Technology

How “Big Data” Went Bust

And what comes next.

The end of big data.

Photo illustration by Lisa Larson-Walker. Photo by Thinkstock.

Five years ago—in February 2012—an article in the New York Times’ Sunday Review heralded the arrival of a new epoch in human affairs: “The Age of Big Data.” Society was embarking on a revolution, the article informed us, one in which the collection and analysis of enormous quantities of data would transform almost every facet of life. No longer would data analysis be confined to spreadsheets and regressions: The advent of supercomputing, combined with the proliferation of internet-connected sensors that could record data constantly and send it to the cloud, meant that the sort ­of advanced statistical analysis described in Michael Lewis’ 2003 baseball book Moneyball could be applied to fields ranging from business to academia to medicine to romance. Not only that, but sophisticated data analysis software could help identify utterly unexpected correlations, such as a relationship between a loan recipient’s use of all caps and his likelihood of defaulting.

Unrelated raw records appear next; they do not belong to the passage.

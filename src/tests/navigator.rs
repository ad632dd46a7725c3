use super::ScrollNavigator;
use crate::geometry::{GeometryProvider, SectionGeometry};

struct FixedGeometry(Vec<(&'static str, SectionGeometry)>);

impl GeometryProvider for FixedGeometry {
    fn geometry_of(&self, id: &str) -> Option<SectionGeometry> {
        self.0.iter().find(|(band, _)| *band == id).map(|(_, geo)| *geo)
    }
}

fn page_geometry() -> FixedGeometry {
    FixedGeometry(vec![
        ("hero", SectionGeometry { top: 0, height: 800 }),
        ("about", SectionGeometry { top: 800, height: 600 }),
        ("education", SectionGeometry { top: 1400, height: 500 }),
    ])
}

fn settle(navigator: &mut ScrollNavigator, mut offset: usize) -> usize {
    for _ in 0..10_000 {
        match navigator.step(offset) {
            Some(next) => offset = next,
            None => return offset,
        }
    }
    panic!("glide did not settle");
}

#[test]
fn glide_converges_to_section_top() {
    let mut navigator = ScrollNavigator::new();
    navigator.activate("about", &page_geometry(), 5000);

    assert!(navigator.is_gliding());
    let settled = settle(&mut navigator, 0);
    assert_eq!(settled, 800);
    assert!(!navigator.is_gliding());
}

#[test]
fn glide_moves_monotonically_toward_target() {
    let mut navigator = ScrollNavigator::new();
    navigator.activate("education", &page_geometry(), 5000);

    let mut offset = 0;
    while let Some(next) = navigator.step(offset) {
        assert!(next > offset, "glide must not overshoot or stall");
        assert!(next <= 1400);
        offset = next;
    }
    assert_eq!(offset, 1400);
}

#[test]
fn unknown_id_is_a_noop() {
    let mut navigator = ScrollNavigator::new();
    navigator.activate("missing", &page_geometry(), 5000);

    assert!(!navigator.is_gliding());
    assert_eq!(navigator.step(250), None);
}

#[test]
fn activation_is_idempotent_once_settled() {
    let mut navigator = ScrollNavigator::new();
    let geo = page_geometry();

    navigator.activate("about", &geo, 5000);
    let settled = settle(&mut navigator, 0);

    navigator.activate("about", &geo, 5000);
    assert_eq!(navigator.step(settled), None);
    assert!(!navigator.is_gliding());
}

#[test]
fn second_activation_redirects_the_glide() {
    let mut navigator = ScrollNavigator::new();
    let geo = page_geometry();

    navigator.activate("education", &geo, 5000);
    let mut offset = 0;
    for _ in 0..3 {
        offset = navigator.step(offset).unwrap();
    }

    navigator.activate("hero", &geo, 5000);
    let settled = settle(&mut navigator, offset);
    assert_eq!(settled, 0);
}

#[test]
fn target_is_clamped_to_max_offset() {
    let mut navigator = ScrollNavigator::new();
    navigator.activate("education", &page_geometry(), 1000);

    let settled = settle(&mut navigator, 0);
    assert_eq!(settled, 1000);
}

#[test]
fn cancel_stops_a_running_glide() {
    let mut navigator = ScrollNavigator::new();
    navigator.activate("about", &page_geometry(), 5000);

    navigator.cancel();
    assert!(!navigator.is_gliding());
    assert_eq!(navigator.step(0), None);
}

This would surely yield novel insights that would change how we think about, well, just about everything.

The Times was not the first to arrive at this conclusion: Its story drew on a seminal McKinsey report from 2011 and was buttressed by an official report from the 2012 World Economic Forum in Davos, Switzerland, titled “Big Data, Big Impact.” But the pronouncement by the paper of record seems as apt a milestone as any to mark the era’s onset. The following month, Barack Obama’s White House launched a $200 million national big data initiative, and the frenzy commenced: Academia, nonprofits, governments, and companies raced to figure out just what “big data” was and how they could capitalize on it.

The frenzy, as it turned out, was short-lived. Five years later, data plays a vastly expanded role in our lives, yet the term big data has gone out of fashion—and acquired something of an unsavory reputation. It’s worth looking back at what, exactly, happened to the revolution we were promised, and where data, analytics, and algorithms are headed now.

The tech consulting firm Gartner dropped big data from its famous “hype cycle” report in 2015, and it hasn’t returned. That isn’t because companies were giving up on the concept of mining vast data sets for insights, the company clarified. It’s because the practice had already become so prevalent that it no longer qualified as an “emerging technology.” Big data helps to power the algorithms behind our news feeds, Netflix recommendations, automated stock trades, autocorrect features, and health trackers, among countless other tools. But we’re less likely to use the term big data these days—we just call it data. We’ve begun to take for granted that data sets can contain billions or even trillions of observations and that sophisticated software can detect trends in them.

When the term is still deployed, it’s more likely to carry a pejorative connotation, as in Cathy O’Neil’s 2016 book Weapons of Math Destruction, or Frank Pasquale’s 2015 The Black Box Society. The haste to implement and apply big data, via what’s often called “data-driven decision-making,” resulted in grievous mistakes.

Some were blatant: There was the time Target sent coupons for baby items to the family of a teenage girl who hadn’t told anyone she was pregnant. Or the time Pinterest congratulated single women on their impending marriages. Or the Google Photos snafu, in which the company’s vaunted A.I. mistook black people for gorillas due to a lack of diversity in the data it was trained on. (It’s worth pointing out that, in this case at least, the “big data” wasn’t quite big enough.)

Others were more subtle, and perhaps more insidious. Among these are the types of opaque, data-powered institutional models O’Neil chronicles in her important book: the ones that (arguably) encoded racial bias in recidivism models used by courts to sentence criminals, or fired beloved schoolteachers based on questionable test-score data. And fresh examples of big data gone wrong keep coming—like the Facebook algorithms that evidently helped Russian agents sow division in the American electorate via well-targeted, hyperpartisan fake news.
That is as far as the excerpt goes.